Each record must appear in your answer exactly as it does below.

—————

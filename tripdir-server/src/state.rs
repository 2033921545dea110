use anyhow::Result;
use tripdir_core::tripdir::TripDir;

/// Shared application state
#[derive(Clone)]
pub struct AppState {
    // We reload TripDir on each request to pick up filesystem changes
}

impl AppState {
    pub fn new() -> Result<Self> {
        // Verify tripdir can be loaded at startup
        let _ = TripDir::load()?;
        Ok(AppState {})
    }

    pub fn tripdir(&self) -> Result<TripDir> {
        Ok(TripDir::load()?)
    }
}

—————

§ **SOLUTION TO THIS TASK**
filename tripdir-server/src/state.rs
repository 2033921545dea110
use anyhow::Result;
use tripdir_core::tripdir::TripDir;

/// Shared application state
#[derive(Clone)]
pub struct AppState {
    // We reload TripDir on each request to pick up filesystem changes
}

impl AppState {
    pub fn new() -> Result<Self> {
        // Verify tripdir can be loaded at startup
        let _ = TripDir::load()?;
        Ok(AppState {})
    }

    pub fn tripdir(&self) -> Result<TripDir> {
        Ok(TripDir::load()?)
    }
}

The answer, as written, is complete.